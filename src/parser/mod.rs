//! Access-log line parsing and normalization
//!
//! Two historical log layouts are supported:
//! - shape (a): free-text combined-log lines carrying a bracketed
//!   timestamp and a double-quoted request line
//! - shape (b): space-delimited rows with the client address in field 0,
//!   the date/time pair split across fields 3 and 4 and the resource in
//!   field 5
//!
//! Parsing is line-local. A malformed line yields empty/zero fields and
//! never aborts an import; only blank lines are skipped entirely.

use chrono::DateTime;
use std::net::Ipv4Addr;

/// Normalized output of parsing one log line
#[derive(Debug, Clone, PartialEq, Eq, Default)]
pub struct ParsedRecord {
    /// Raw client address, only present for shape (b) rows
    pub client: Option<String>,

    /// Requested resource, raw (not URL-decoded); empty when the line
    /// carries none
    pub resource: String,

    /// Seconds since epoch, UTC; `None` when the date is unparseable
    pub timestamp: Option<i64>,
}

/// Parse one raw log line into a normalized record.
///
/// Returns `None` for blank lines, which are skipped and do not count
/// toward an import's record count. Shape detection: six or more fields
/// with a bracketed field 3 is a delimited row; anything else falls back
/// to combined-log free-text extraction. A canonical combined-log line
/// satisfies the positional layout too and takes the delimited path,
/// which additionally yields its client address for enrichment.
pub fn parse_line(line: &str) -> Option<ParsedRecord> {
    if line.trim().is_empty() {
        return None;
    }
    let fields = split_fields(line);
    if fields.len() >= 6 && fields[3].starts_with('[') {
        Some(parse_delimited(&fields))
    } else {
        Some(parse_combined(line))
    }
}

/// Split a line into space-delimited fields, honoring double quotes.
///
/// Quotes group a field containing separators and are stripped from the
/// value. Runs of separators collapse; the result carries no empty
/// fields.
pub fn split_fields(line: &str) -> Vec<String> {
    let mut fields = Vec::new();
    let mut current = String::new();
    let mut quoted = false;

    for c in line.chars() {
        match c {
            '"' => quoted = !quoted,
            ' ' if !quoted => {
                if !current.is_empty() {
                    fields.push(std::mem::take(&mut current));
                }
            }
            _ => current.push(c),
        }
    }
    if !current.is_empty() {
        fields.push(current);
    }

    fields
}

/// Parse a combined-log-style free-text line (shape a).
///
/// The bracketed `[day/month/year:hour:minute:second zone]` timestamp
/// and the content of the first double-quoted field are extracted.
/// Either may be absent: a missing bracket leaves the timestamp unset,
/// a missing quote leaves the resource empty.
pub fn parse_combined(line: &str) -> ParsedRecord {
    let timestamp = extract_bracketed(line)
        .map(normalize_date_boundary)
        .and_then(|text| parse_timestamp(&text));
    let resource = extract_quoted(line).unwrap_or_default().to_string();

    ParsedRecord {
        client: None,
        resource,
        timestamp,
    }
}

/// Parse a pre-tokenized delimited row (shape b).
///
/// Field 0 is the client address. Fields 3 and 4 carry the bracketed
/// date/time pair: concatenated, brackets stripped, the literal `:`
/// between date and time replaced by a space before date parsing.
/// Field 5 is the resource, stored raw.
pub fn parse_delimited(fields: &[String]) -> ParsedRecord {
    let timestamp = match (fields.get(3), fields.get(4)) {
        (Some(date), Some(time)) => {
            let joined = format!("{date}{time}");
            let stripped = joined.trim_start_matches('[').trim_end_matches(']');
            parse_timestamp(&stripped.replacen(':', " ", 1))
        }
        _ => None,
    };

    ParsedRecord {
        client: fields.first().cloned(),
        resource: fields.get(5).cloned().unwrap_or_default(),
        timestamp,
    }
}

/// Parse a normalized `day/month/year hour:minute:second [zone]` string
/// into epoch seconds.
///
/// The zone offset may follow the time with or without a separating
/// space. A string missing the zone entirely still parses: it is treated
/// as UTC by appending an explicit UTC offset first. Unparseable input
/// yields `None`, never "now".
pub fn parse_timestamp(text: &str) -> Option<i64> {
    let text = text.trim();
    for fmt in ["%d/%b/%Y %H:%M:%S %z", "%d/%b/%Y %H:%M:%S%z"] {
        if let Ok(dt) = DateTime::parse_from_str(text, fmt) {
            return Some(dt.timestamp());
        }
    }
    DateTime::parse_from_str(&format!("{text} +0000"), "%d/%b/%Y %H:%M:%S %z")
        .ok()
        .map(|dt| dt.timestamp())
}

/// Convert a dotted-quad IPv4 address to its 32-bit integer form
pub fn ipv4_to_u32(addr: &str) -> Option<u32> {
    addr.parse::<Ipv4Addr>().ok().map(u32::from)
}

fn extract_bracketed(line: &str) -> Option<&str> {
    let start = line.find('[')? + 1;
    let end = line[start..].find(']')? + start;
    Some(&line[start..end])
}

fn extract_quoted(line: &str) -> Option<&str> {
    let start = line.find('"')? + 1;
    let end = line[start..].find('"')? + start;
    Some(&line[start..end])
}

/// Insert a space after the day/month/year portion so the ambiguous
/// `/year:` token boundary survives date parsing:
/// `10/Jan/2020:08:15:00 +0000` becomes `10/Jan/2020 08:15:00 +0000`.
fn normalize_date_boundary(text: &str) -> String {
    let bytes = text.as_bytes();
    for i in 0..bytes.len().saturating_sub(5) {
        if bytes[i] == b'/'
            && bytes[i + 1..i + 5].iter().all(u8::is_ascii_digit)
            && bytes[i + 5] == b':'
        {
            let mut out = String::with_capacity(text.len());
            out.push_str(&text[..i + 5]);
            out.push(' ');
            out.push_str(&text[i + 6..]);
            return out;
        }
    }
    text.to_string()
}
//! Data models for log ingestion and aggregation

use serde::{Deserialize, Serialize};

/// One ingested access-log hit
///
/// `ident` is the base name of the imported file and keys the batch:
/// re-importing the same file replaces every record carrying its ident.
#[derive(Debug, Clone, PartialEq, Eq, sqlx::FromRow)]
pub struct RequestRecord {
    pub ident: String,

    /// Requested resource path/query; empty when the line was malformed
    pub resource: String,

    /// Seconds since epoch, UTC; 0 when the date was unparseable
    pub timestamp_utc: i64,

    /// ISO-like country code, absent when no geo range matched
    pub country: Option<String>,
}

/// One row of the IPv4-range-to-country dataset
///
/// Bounds are inclusive 32-bit integer forms of IPv4 addresses.
#[derive(Debug, Clone, PartialEq, Eq)]
pub struct GeoRange {
    pub range_start: u32,
    pub range_end: u32,
    pub country_code: String,
}

/// One GROUP BY row of a bucket query: the bucket's minimum timestamp
/// (epoch seconds) and its hit count
#[derive(Debug, Clone, Copy, sqlx::FromRow)]
pub struct BucketRow {
    pub timestamp_utc: i64,
    pub hits: i64,
}

/// One point of a rendered time series: bucket minimum timestamp in
/// millis and hit count
#[derive(Debug, Clone, Copy, PartialEq, Eq, Serialize, Deserialize)]
pub struct SeriesPoint {
    pub t: i64,
    pub y: i64,
}
use anyhow::Result;
use clap::{Parser, Subcommand};
use std::path::PathBuf;
use std::sync::Arc;
use tracing::info;

use logstats::config::Config;
use logstats::import::ImportPipeline;
use logstats::report::{AggregationEngine, Granularity};
use logstats::storage::{SqliteStorage, Storage};

#[derive(Parser)]
#[command(name = "logstats")]
#[command(about = "Import access logs and report time-bucketed hit counts", long_about = None)]
struct Cli {
    #[command(subcommand)]
    command: Commands,
}

#[derive(Subcommand)]
enum Commands {
    /// Import a log file, or every *.log file in a directory
    Import {
        /// Path to a log file or a directory of log files
        path: PathBuf,
    },
    /// Aggregate hits and write the chart artifact for one granularity
    Report {
        /// Bucket granularity: hourly, daily or monthly
        granularity: Granularity,
        /// Window start as a signed offset from now, in bucket units
        #[arg(long, allow_hyphen_values = true)]
        from: Option<i64>,
        /// Window end as a signed offset from now, exclusive
        #[arg(long, allow_hyphen_values = true)]
        until: Option<i64>,
    },
}

#[tokio::main]
async fn main() -> Result<()> {
    tracing_subscriber::fmt::init();

    let cli = Cli::parse();
    let config = Config::from_env()?;
    info!("Loaded configuration");

    let storage: Arc<dyn Storage> = Arc::new(
        SqliteStorage::new(&config.database.url, config.database.max_connections).await?,
    );
    storage.init().await?;

    match cli.command {
        Commands::Import { path } => {
            let pipeline =
                ImportPipeline::new(Arc::clone(&storage), PathBuf::from(&config.geoip.dataset));

            let is_dir = tokio::fs::metadata(&path)
                .await
                .map(|m| m.is_dir())
                .unwrap_or(false);

            if is_dir {
                let imported = pipeline.import_dir(&path).await?;
                for (file, count) in &imported {
                    println!("Imported {} records from {}", count, file.display());
                }
                println!("Imported {} files", imported.len());
            } else {
                let count = pipeline.import(&path).await?;
                println!("Imported {} records", count);
            }
        }
        Commands::Report {
            granularity,
            from,
            until,
        } => {
            let engine = AggregationEngine::new(
                Arc::clone(&storage),
                PathBuf::from(&config.charts.output_dir),
            );
            let artifact = engine.run(granularity, from, until).await?;
            println!("Wrote {}", artifact.display());
        }
    }

    Ok(())
}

============================================================

→ **TASK**
The answer is every line in the data where the word "FromRow" appears.

→ **ANSWER SECTION**
#[derive(Debug, Clone, PartialEq, Eq, sqlx::FromRow)]
#[derive(Debug, Clone, Copy, sqlx::FromRow)]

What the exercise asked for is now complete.